Values: Friendship, Inclusion, Collaboration, Creativity, Curiosity.

Du Iz Tak? is a book that was on my wish list for a long time before I finally got my own copy. It is great for inference as children have to 'translate' what the characters are saying in their bug language by looking at linguistic features such as repetition, use of punctuation, body language and facial expressions.

Du Iz Tak? (What is that?) is the story of some insects who see a sapling. They wonder what it is and are amazed when it grows and develops. They use the flower as a treehouse, before a large spider appears and threatens the peaceful life of the insects. As the story continues, you see the differing emotions between the insects clearly through their word choices and body language. I studied this text with Years 3 and 4 and they were able to articulate what they thought the characters were saying and justify it with evidence.

In terms of Values, this text is all about friendship, inclusion and collaboration. It is imaginative and has themes of curiosity and creativity. The insects work together to explore their new found plant and include others in doing so. On one page, we see the insects knocking on the door of an woodlouse and showing him the plant with pointed arms.

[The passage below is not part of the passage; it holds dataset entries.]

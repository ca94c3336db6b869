use super::inputs::SiteInputs;

/// Daily gas volume (MCFD) that supports one MW before the pressure bonus.
const MCFD_PER_MW: f64 = 192.0;

/// Conversion efficiency bonus granted by pipeline pressure.
pub(crate) fn pressure_multiplier(gas_pressure: f64) -> f64 {
    if gas_pressure > 500.0 {
        10.0 / 7.0
    } else if gas_pressure > 300.0 {
        10.0 / 8.5
    } else {
        1.0
    }
}

/// Estimated generating capacity in whole MW.
pub(crate) fn estimate_mw(inputs: &SiteInputs) -> f64 {
    if inputs.gas_volume <= 0.0 {
        return 0.0;
    }

    (inputs.gas_volume / MCFD_PER_MW * pressure_multiplier(inputs.gas_pressure)).round()
}
/// Attribute bag captured on the site evaluation form.
///
/// Every field is optional on the wire. Numbers accept JSON numbers or numeric
/// strings and fall back to zero; categorical fields accept their documented
/// spellings and drop anything else.
#[derive(Debug, Clone, Default, PartialEq, Serialize, Deserialize)]
#[serde(rename_all = "camelCase")]
pub struct SiteInputs {
    #[serde(default, deserialize_with = "lenient_number")]
    pub acreage: f64,
    #[serde(default, deserialize_with = "lenient_number")]
    pub asking_price: f64,
    #[serde(
        default,
        deserialize_with = "lenient_category",
        serialize_with = "serialize_category",
        skip_serializing_if = "Option::is_none"
    )]
    pub existing_structures: Option<ExistingStructures>,
    #[serde(default, deserialize_with = "lenient_number")]
    pub structure_value: f64,
    #[serde(default, deserialize_with = "lenient_number")]
    pub demo_cost: f64,

    #[serde(default, deserialize_with = "lenient_number")]
    pub pipeline_distance: f64,
    #[serde(default, deserialize_with = "lenient_number")]
    pub pipeline_diameter: f64,
    #[serde(
        default,
        deserialize_with = "lenient_category",
        serialize_with = "serialize_category",
        skip_serializing_if = "Option::is_none"
    )]
    pub terrain: Option<Terrain>,
    #[serde(default, deserialize_with = "lenient_number")]
    pub gas_volume: f64,
    #[serde(default, deserialize_with = "lenient_number")]
    pub gas_pressure: f64,

    #[serde(
        default,
        deserialize_with = "lenient_category",
        serialize_with = "serialize_category",
        skip_serializing_if = "Option::is_none"
    )]
    pub water_source: Option<WaterSource>,
    #[serde(
        default,
        deserialize_with = "lenient_category",
        serialize_with = "serialize_category",
        skip_serializing_if = "Option::is_none"
    )]
    pub phase_i_status: Option<PhaseIStatus>,
    #[serde(
        default,
        deserialize_with = "lenient_category",
        serialize_with = "serialize_category",
        skip_serializing_if = "Option::is_none"
    )]
    pub air_quality_zone: Option<AirQualityZone>,
    #[serde(
        default,
        deserialize_with = "lenient_category",
        serialize_with = "serialize_category",
        skip_serializing_if = "Option::is_none"
    )]
    pub air_permit_pathway: Option<AirPermitPathway>,
    #[serde(
        default,
        deserialize_with = "lenient_category",
        serialize_with = "serialize_category",
        skip_serializing_if = "Option::is_none"
    )]
    pub permit_type: Option<PermitType>,

    #[serde(
        default,
        deserialize_with = "lenient_category",
        serialize_with = "serialize_category",
        skip_serializing_if = "Option::is_none"
    )]
    pub political_climate: Option<PoliticalClimate>,
    #[serde(
        default,
        deserialize_with = "lenient_category",
        serialize_with = "serialize_category",
        skip_serializing_if = "Option::is_none"
    )]
    pub zoning: Option<Zoning>,
    #[serde(
        default,
        deserialize_with = "lenient_category",
        serialize_with = "serialize_category",
        skip_serializing_if = "Option::is_none"
    )]
    pub community_opposition: Option<CommunityOpposition>,
    #[serde(
        default,
        deserialize_with = "lenient_category",
        serialize_with = "serialize_category",
        skip_serializing_if = "Option::is_none"
    )]
    pub flood_zone: Option<Flag>,
    #[serde(
        default,
        deserialize_with = "lenient_category",
        serialize_with = "serialize_category",
        skip_serializing_if = "Option::is_none"
    )]
    pub fiber_type: Option<FiberType>,
    #[serde(
        default,
        deserialize_with = "lenient_category",
        serialize_with = "serialize_category",
        skip_serializing_if = "Option::is_none"
    )]
    pub title_complexity: Option<TitleComplexity>,
    #[serde(
        default,
        deserialize_with = "lenient_category",
        serialize_with = "serialize_category",
        skip_serializing_if = "Option::is_none"
    )]
    pub adjacent_conflict: Option<Flag>,
    #[serde(
        default,
        deserialize_with = "lenient_category",
        serialize_with = "serialize_category",
        skip_serializing_if = "Option::is_none"
    )]
    pub eminent_domain_risk: Option<Flag>,
    #[serde(
        default,
        deserialize_with = "lenient_category",
        serialize_with = "serialize_category",
        skip_serializing_if = "Option::is_none"
    )]
    pub competing_sites: Option<CompetingSites>,
    #[serde(
        default,
        deserialize_with = "lenient_category",
        serialize_with = "serialize_category",
        skip_serializing_if = "Option::is_none"
    )]
    pub grid_queue: Option<GridQueue>,
    #[serde(
        default,
        deserialize_with = "lenient_category",
        serialize_with = "serialize_category",
        skip_serializing_if = "Option::is_none"
    )]
    pub labor_market: Option<LaborMarket>,

    #[serde(
        rename = "exitPricePerMW",
        default,
        deserialize_with = "lenient_optional_number",
        skip_serializing_if = "Option::is_none"
    )]
    pub exit_price_per_mw: Option<f64>,
}

impl SiteInputs {
    /// Build inputs from a stored JSON attribute bag. Anything that is not an
    /// object yields the all-default record.
    pub fn from_attribute_bag(bag: serde_json::Value) -> Self {
        serde_json::from_value(bag).unwrap_or_default()
    }

    /// Exit valuation in US$ millions per MW, falling back to the default.
    pub fn exit_price_per_mw(&self) -> f64 {
        self.exit_price_per_mw.unwrap_or(DEFAULT_EXIT_PRICE_PER_MW)
    }

    pub fn structures_usable(&self) -> bool {
        self.existing_structures == Some(ExistingStructures::Usable)
    }

    pub fn structures_demolished(&self) -> bool {
        self.existing_structures == Some(ExistingStructures::Demolish)
    }
}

He is illustrated in a way that we can infer he is older than the others, yet they still include him in their excitement. They then work together to build their treehouse.

In class, we had a discussion about what we would do if we saw something unusual sprouting from the ground. How would we react? What might we be saying? Why would we want everyone to be involved? What would we turn our newfound treasure into?

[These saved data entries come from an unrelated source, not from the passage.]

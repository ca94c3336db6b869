//! Site evaluation engine.
//!
//! Maps a site's raw form inputs and the active fund settings to capacity, cost,
//! risk, schedule, and fund return figures. Evaluation is pure and total: any
//! input, however incomplete, produces a complete result.

mod capacity;
mod costs;
mod fund;
mod inputs;
mod risk;
mod timeline;
mod waterfall;


pub use costs::DeRiskingCosts;
pub use fund::{FundSettings, FundSettingsError};
pub use inputs::{
    AirPermitPathway, AirQualityZone, Categorical, CommunityOpposition, CompetingSites,
    ExistingStructures, FiberType, Flag, GridQueue, LaborMarket, PermitType, PhaseIStatus,
    PoliticalClimate, SiteInputs, Terrain, TitleComplexity, WaterSource, Zoning,
    DEFAULT_EXIT_PRICE_PER_MW,
};
pub use risk::{RiskFactor, RiskFactorKind, RiskLevel};
pub use timeline::Timeline;
pub use waterfall::{FundReturns, FALLBACK_MW};

use serde::Serialize;

/// Derived figures for a site. Recomputed on every read and never stored.
#[derive(Debug, Clone, PartialEq, Serialize)]
#[serde(rename_all = "camelCase")]
pub struct EvaluationResult {
    #[serde(rename = "estimatedMW")]
    pub estimated_mw: f64,
    pub tap_cost: f64,
    pub lateral_cost: f64,
    pub meter_cost: f64,
    pub total_gas_cost: f64,
    pub de_risking_costs: DeRiskingCosts,
    pub risk_score: u32,
    pub risk_level: RiskLevel,
    pub risk_factors: Vec<RiskFactor>,
    pub timeline: Timeline,
    pub fund_returns: FundReturns,
}

/// Evaluate a site against the supplied fund settings.
pub fn evaluate(inputs: &SiteInputs, fund: &FundSettings) -> EvaluationResult {
    let estimated_mw = capacity::estimate_mw(inputs);

    let gas = costs::gas_infrastructure(inputs);
    let total_gas_cost = gas.total();
    let de_risking_costs = costs::de_risking(inputs, total_gas_cost);

    let (risk_score, risk_factors) = risk::score_risk(inputs);
    let timeline = timeline::estimate_timeline(inputs);
    let fund_returns = waterfall::distribute(inputs, fund, estimated_mw, &timeline);

    EvaluationResult {
        estimated_mw,
        tap_cost: gas.tap,
        lateral_cost: gas.lateral,
        meter_cost: gas.meter,
        total_gas_cost,
        de_risking_costs,
        risk_score,
        risk_level: RiskLevel::from_score(risk_score),
        risk_factors,
        timeline,
        fund_returns,
    }
}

Every time I read this book, I find more and more clues that help me understand the characters to a greater degree. The children loved the puzzle of working out what the characters were saying and the linguistic devices they employed to do so went far beyond their years.

An unusual book and definitely a timeless classic for picture books of the future. I grabbed mine from Blackwells in Oxford, which is an AMAZING book emporium if you are ever nearby.